### What to work on
Your answer should hold all lines of the entries that include the word "stderr".

### Material shown
——
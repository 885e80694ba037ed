//! Shared harness for lifecycle integration tests.
//!
//! Every run gets its own temp config and log directories, captured stdout
//! and stderr, a fixed environment, and non-interactive mode unless asked
//! otherwise.

#![allow(dead_code)]

use cmdkit::config::{ResolvedConfig, env_from};
use cmdkit::{
    AppConfig, ConfigSchema, Context, Field, Level, Lifecycle, LogDestination, Phase,
    RuntimeMode, SharedBuffer, Subcommand, Version,
};
use serde::{Deserialize, Serialize};
use std::path::{Path, PathBuf};
use tempfile::TempDir;

pub const APP: &str = "test";
pub const COLORS: &[&str] = &["red", "green", "blue"];

#[derive(Debug, Default, Clone, PartialEq, Serialize, Deserialize)]
#[serde(rename_all = "kebab-case", default)]
pub struct TestConfig {
    pub name: String,
    pub port: i64,
    pub verbose: bool,
    pub color: String,
}

impl AppConfig for TestConfig {
    fn validate(&self) -> anyhow::Result<()> {
        if self.port < 0 {
            anyhow::bail!("port must not be negative");
        }
        Ok(())
    }
}

/// Result of one lifecycle run.
pub struct Outcome {
    pub code: i32,
    pub stdout: String,
    pub stderr: String,
    pub resolved: Option<ResolvedConfig<TestConfig>>,
    pub level: Option<Level>,
    pub destination: Option<LogDestination>,
    pub closers_left: usize,
    pub phase: Phase,
}

impl Outcome {
    pub fn config(&self) -> &TestConfig {
        &self
            .resolved
            .as_ref()
            .expect("configuration was not resolved")
            .app
    }
}

pub struct Harness {
    temp: TempDir,
    env: Vec<(String, String)>,
    fields: Vec<Field>,
    version: Version,
    mode: RuntimeMode,
}

impl Harness {
    pub fn new() -> Self {
        Self {
            temp: TempDir::new().expect("temp dir"),
            env: vec![("TEST_DISABLE_DEV_WARNING".to_string(), "true".to_string())],
            fields: Vec::new(),
            version: Version::default(),
            mode: RuntimeMode::Noninteractive,
        }
    }

    /// Harness that leaves the dev-build warning enabled.
    pub fn with_dev_warning() -> Self {
        let mut harness = Self::new();
        harness.env.clear();
        harness
    }

    pub fn env(mut self, name: &str, value: &str) -> Self {
        self.env.retain(|(k, _)| k != name);
        self.env.push((name.to_string(), value.to_string()));
        self
    }

    pub fn field(mut self, field: Field) -> Self {
        self.fields.push(field);
        self
    }

    pub fn version(mut self, version: Version) -> Self {
        self.version = version;
        self
    }

    pub fn interactive(mut self) -> Self {
        self.mode = RuntimeMode::Interactive;
        self
    }

    pub fn path(&self) -> &Path {
        self.temp.path()
    }

    pub fn config_dir(&self) -> PathBuf {
        self.temp.path().join("config")
    }

    pub fn log_dir(&self) -> PathBuf {
        self.temp.path().join("logs")
    }

    pub fn default_log_file(&self) -> PathBuf {
        self.log_dir().join(format!("{APP}.log"))
    }

    /// Write a file into the default config directory.
    pub fn write_config(&self, name: &str, contents: &str) -> PathBuf {
        let dir = self.config_dir();
        std::fs::create_dir_all(&dir).expect("create config dir");
        let path = dir.join(name);
        std::fs::write(&path, contents).expect("write config");
        path
    }

    fn schema(&self) -> ConfigSchema {
        let config_dir = self.config_dir();
        let log_dir = self.log_dir();
        let schema = ConfigSchema::new(APP)
            .field(Field::string("name", "Name"))
            .field(Field::int("port", "Port").default_value("8080"))
            .field(Field::bool("verbose", "Verbose output"))
            .field(Field::enumeration("color", COLORS, "Color").default_value("red"))
            .config_dir(move || Ok(config_dir.clone()))
            .log_dir(move || Ok(log_dir.clone()));
        self.fields.iter().cloned().fold(schema, ConfigSchema::field)
    }

    /// Run `test <args>` with a `run` subcommand executing `action`.
    pub fn run<F>(&self, args: &[&str], action: F) -> Outcome
    where
        F: Fn(&Context<'_, TestConfig>) -> anyhow::Result<()> + Send + Sync + 'static,
    {
        self.run_command(args, Subcommand::new("run").action(action))
    }

    /// Run `test <args>` with a caller-built subcommand.
    pub fn run_command(&self, args: &[&str], command: Subcommand<TestConfig>) -> Outcome {
        let stdout = SharedBuffer::new();
        let stderr = SharedBuffer::new();
        let mut lifecycle = Lifecycle::new(self.schema(), self.version.clone())
            .with_env(env_from(self.env.clone()))
            .with_output(stdout.stream(), stderr.stream())
            .subcommand(command);

        let argv = std::iter::once(APP).chain(args.iter().copied());
        let code = lifecycle.execute(argv, self.mode);

        Outcome {
            code,
            stdout: stdout.contents(),
            stderr: stderr.contents(),
            resolved: lifecycle.resolved().cloned(),
            level: lifecycle.log_level(),
            destination: lifecycle.log_destination().cloned(),
            closers_left: lifecycle.closers().len(),
            phase: lifecycle.phase(),
        }
    }
}

/// Action that does nothing.
pub fn noop(_: &Context<'_, TestConfig>) -> anyhow::Result<()> {
    Ok(())
}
——
### Task response
//! and stderr, a fixed environment, and non-interactive mode unless asked
    pub stderr: String,
        let stderr = SharedBuffer::new();
            .with_output(stdout.stream(), stderr.stream())
            stderr: stderr.contents(),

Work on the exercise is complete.